Westpac has made the news for ALL the wrong reasons. The awfulness that 12 paedophiles could have used Westpac's non-tracking of overseas transactions to pay for thousands of on-line paedophilia services in the Philippines is horrific.
Yet despite the horror of this - millions of OTHER transactions totalling MORE than $11B were likely used for money laundering and tax evasion by criminal and/or terrorist groups, countries with suspect governance and individuals..
AUSTRAC: "The regulator said billions of dollars had passed through these arrangements with "correspondent banks" overseas over the past six years alone, noting that "with a significant number of payments processed under these arrangements, Westpac did not and does not know where the funds originate".
AUSTRAC's lawyers said Westpac's failure to have appropriate anti-money laundering programs in place made the total number of breaches "unquantifiable".
"Westpac contravenes section 81 of the act on each occasion it provides a designated service where it does not have a compliant Part A Program in place," they noted.
"These contraventions are too voluminous to quantify and are ongoing."
The paedophilia claims were at the back of AUSTRAC'S 48 page statement of claim which is.. "...what this case is all about - it's the facilitation of massive, high-level, cross-border tax evasion," says Nathan Lynch, Thomson Reuters' Asia-Pacific bureau chief, financial crime and risk.
"Westpac established a cloak of invisibility for cross-border payments - tax authorities, financial regulators and agencies couldn't see anything.
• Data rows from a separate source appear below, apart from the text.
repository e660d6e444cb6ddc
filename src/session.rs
//! Editing session: the document plus the UI-facing side channel.
//!
//! Selection, the expanded-folder set, and the in-flight drag are ephemeral
//! state outside the document value. They are updated by the same operation
//! calls that produce new snapshots but are never serialized. Expansion
//! entries are keyed by path and may go stale after mutations; stale keys
//! are harmless since lookups for them simply miss.

use std::collections::HashSet;

use tracing::debug;

use crate::codec;
use crate::errors::OutlineResult;
use crate::mutation::{self, EditValues};
use crate::outline::{Document, NodeKind, OutlineNode};
use crate::path::NodePath;
use crate::reorder;

#[derive(Debug, Default)]
pub struct Session {
    document: Document,
    selected: Option<NodePath>,
    expanded: HashSet<NodePath>,
    dragging: Option<NodePath>,
}

impl Session {
    pub fn new(document: Document) -> Self {
        Self {
            document,
            ..Self::default()
        }
    }

    pub fn document(&self) -> &Document {
        &self.document
    }

    pub fn selected(&self) -> Option<&NodePath> {
        self.selected.as_ref()
    }

    /// Replace the document with the parsed input. On a parse failure the
    /// current document is left untouched and the error is surfaced.
    pub fn import(&mut self, text: &str) -> OutlineResult<()> {
        let document = codec::parse(text)?;
        self.document = document;
        Ok(())
    }

    pub fn export(&self) -> String {
        codec::serialize(&self.document)
    }

    /// Select the node at `path`; fails with `PathNotFound` on a stale path.
    pub fn select(&mut self, path: &NodePath) -> OutlineResult<()> {
        mutation::select(&self.document, path)?;
        self.selected = Some(path.clone());
        Ok(())
    }

    pub fn clear_selection(&mut self) {
        self.selected = None;
    }

    /// Apply edits to the selected node; without a selection this is a no-op.
    pub fn edit_selected(&mut self, values: &EditValues) -> OutlineResult<()> {
        let Some(path) = self.selected.clone() else {
            return Ok(());
        };
        self.document = mutation::edit(&self.document, &path, values)?;
        Ok(())
    }

    /// Add a default node of `kind`, targeting the selected node's children
    /// (the selected folder is marked expanded) or the root sequence when
    /// nothing is selected.
    pub fn add(&mut self, kind: NodeKind) -> OutlineResult<()> {
        let target = self.selected.clone();
        self.document = mutation::add(&self.document, target.as_ref(), kind)?;
        if let Some(path) = target {
            self.expanded.insert(path);
        }
        Ok(())
    }

    /// Delete the node at `path` and its subtree. The selection is cleared
    /// when it equals the deleted path or points anywhere below it.
    pub fn delete(&mut self, path: &NodePath) -> OutlineResult<()> {
        self.document = mutation::delete(&self.document, path)?;
        if let Some(selected) = &self.selected {
            if selected == path || selected.is_descendant_of(path) {
                self.selected = None;
            }
        }
        Ok(())
    }

    /// Delete the selected node; without a selection this is a no-op.
    pub fn delete_selected(&mut self) -> OutlineResult<()> {
        let Some(path) = self.selected.clone() else {
            return Ok(());
        };
        self.delete(&path)
    }

    pub fn is_expanded(&self, path: &NodePath) -> bool {
        self.expanded.contains(path)
    }

    pub fn toggle_expanded(&mut self, path: &NodePath) {
        if !self.expanded.remove(path) {
            self.expanded.insert(path.clone());
        }
    }

    pub fn is_dragging(&self) -> bool {
        self.dragging.is_some()
    }

    /// Start a drag session from the node at `path`.
    pub fn begin_drag(&mut self, path: &NodePath) -> OutlineResult<()> {
        mutation::select(&self.document, path)?;
        self.dragging = Some(path.clone());
        Ok(())
    }

    /// Hovering a folder during a drag expands it, whether or not the drop
    /// lands; the expansion is not rolled back on cancel. Hovering anything
    /// else does nothing, as does a stale path.
    pub fn drag_over(&mut self, path: &NodePath) {
        if let Ok(node) = self.document.resolve(path) {
            if node.is_folder() {
                self.expanded.insert(path.clone());
            }
        }
    }

    /// Complete the drag session with a drop at `dest`. The drag state is
    /// reset whether or not the move succeeds; a selection tracking the
    /// dragged node follows it to its new path.
    pub fn drop_on(&mut self, dest: &NodePath) -> OutlineResult<()> {
        let Some(source) = self.dragging.take() else {
            debug!("drop without an active drag ignored");
            return Ok(());
        };

        let outcome = reorder::move_node(&self.document, &source, dest)?;
        self.document = outcome.document;
        if let Some(folder) = outcome.expanded_folder {
            self.expanded.insert(folder);
        }
        if self.selected.as_ref() == Some(&source) {
            self.selected = Some(outcome.new_path);
        }
        Ok(())
    }

    /// End the drag session without a drop.
    pub fn cancel_drag(&mut self) {
        self.dragging = None;
    }

    /// Resolve and return the selected node, if the selection still resolves.
    pub fn selected_node(&self) -> Option<&OutlineNode> {
        let path = self.selected.as_ref()?;
        self.document.resolve(path).ok()
    }
}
"It's this aspect of the case that makes it such a landmark case for AUSTRAC to take on - and a case that will send shockwaves around the globe," Mr Lynch said.
The analysis by business reporter Stephen Letts continues:
"To understand why this was unlikely to be just sloppiness on an industrial scale you have to dig into the arcane world of data reporting of fund transfers between financial institutions.
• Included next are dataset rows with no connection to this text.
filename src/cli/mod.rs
//! CLI layer: argument parsing and command dispatch

pub mod args;
pub mod commands;
pub mod error;
pub mod output;

pub use args::{Cli, Commands};
pub use error::{CliError, CliResult};
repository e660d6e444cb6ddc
use thiserror::Error;

#[derive(Error, Debug)]
pub enum OutlineError {
    #[error("Failed to parse OPML document: {reason}")]
    Parse { reason: String },

    #[error("Path does not resolve to a node: {key}")]
    PathNotFound { key: String },

    #[error("Invalid path key: {0}")]
    InvalidKey(String),

    // The moved-from field cannot be called `source`: thiserror reserves
    // that name for the error-source chain.
    #[error("Cannot move {src} into its own subtree at {dest}")]
    InvalidMove { src: String, dest: String },

    #[error("Configuration error: {0}")]
    Config(String),

    #[error("Failed to read or write document: {0}")]
    Io(#[from] std::io::Error),
}

pub type OutlineResult<T> = Result<T, OutlineError>;
use std::env;
use std::sync::Once;
use tracing::{debug, info};
use tracing_subscriber::{
    filter::filter_fn,
    fmt::{self, format::FmtSpan},
    prelude::*,
    EnvFilter,
};

static TEST_SETUP: Once = Once::new();

pub fn init_test_setup() {
    TEST_SETUP.call_once(|| {
        // global logging subscriber, used by all tracing log macros
        setup_test_logging();
        info!("Test Setup complete");
    });
}

fn setup_test_logging() {
    debug!("INIT: Attempting logger init from testing.rs");

    // Create a filter for noisy modules
    let noisy_modules = [""];
    let module_filter = filter_fn(move |metadata| {
        !noisy_modules
            .iter()
            .any(|name| metadata.target().starts_with(name))
    });

    // Set up the subscriber with environment filter
    let env_filter = if env::var("RUST_LOG").is_ok() {
        EnvFilter::try_from_default_env().unwrap_or_else(|_| EnvFilter::new("debug"))
    } else {
        EnvFilter::new("debug")
    };

    let subscriber = tracing_subscriber::registry().with(
        fmt::layer()
            .with_writer(std::io::stderr)
            .with_target(true)
            .with_thread_names(false)
            .with_span_events(FmtSpan::ENTER)
            .with_span_events(FmtSpan::CLOSE)
            .with_filter(module_filter)
            .with_filter(env_filter),
    );

    // Only set if we haven't already set a global subscriber
    if tracing::dispatcher::has_been_set() {
        debug!("Tracing subscriber already set");
    } else {
        subscriber.try_init().unwrap_or_else(|e| {
            eprintln!("Error: Failed to set up logging: {}", e);
        });
    }
}
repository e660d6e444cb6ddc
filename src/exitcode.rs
//! Exit codes following sysexits.h conventions

/// Successful termination
pub const OK: i32 = 0;
/// Command line usage error
pub const USAGE: i32 = 64;
/// Input data was incorrect in some way
pub const DATAERR: i32 = 65;
/// Internal software error
pub const SOFTWARE: i32 = 70;
/// Input/output error
pub const IOERR: i32 = 74;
The global standard is the Society for Worldwide Interbank Financial Telecommunication (SWIFT) messaging standard for so-called cover payments: the MT202 COV.
The SWIFT platform was established in 2009 as part of a global crackdown on money laundering, and is used in most of the world's high-value cross border payments.
In simple terms, it is designed to ensure that information about the sender and beneficiary of a transaction travels with the money at all times.
According to AUSTRAC's statement of claim, however, Westpac decided that this global standard was too expensive and too cumbersome.
"Westpac considered that the SWIFT payment network was costly and not an efficient means of sending low-value, large-volume payments for clients of global banks that need to make and receive payments around the world," was AUSTRAC's damning assessment.
Letts continues:
"To get around the "inconvenience" of SWIFT, Westpac set up two of its own products: LitePay for small transfers of up to $3,000 — the favoured platform of those sending money to Filipino sex traffickers — and the heavy-duty Australasian Cash Management (ACM) platform, capable of facilitating payments of up to $100 million."
AUSTRAC clearly has its suspicions about the big players availing themselves of Westpac "cloak of invisibility".
"....At all times until February 2019, one correspondent bank maintained two accounts with Westpac, in its own name, each was used to facilitate payments for two large multinationals and their related companies. Each multinational accessed the accounts through the banking logon provided by the correspondent bank."
The whole scam may have not been uncovered had it not been for some foresighted regulation drawn up by AUSTRAC three decades ago, and supported by the Hawke government.
Questions have to be asked WHO are these criminal/terrorist groups, individuals and Corporations who would use such a platform to transfer funds in and out of Australia to avoid detection and tax?
Are they respected or known Australians running Companies and large Corporations who have knowingly rorted Australians? WILL we EVER find out who they are?
It appears it will be VERY unlikely!
OUR Politicians are pretending to be gob-smacked about this - yet OUR Governments have known Australia is a HAVEN for overseas MONEY LAUNDERING for decades - BUT unlike NZ have CHOSEN to do NOTHING about it!
Why would this be so?
Are our Governments so concerned about the ECONOMY AND CORPORATIONS losing PROFITS and the political fallout if they make legislation to clamp down on MONEY LAUNDERING - that they don't CARE about needing to cut SERVICES for everyday Australians due to tax-minimisation rorts in the future?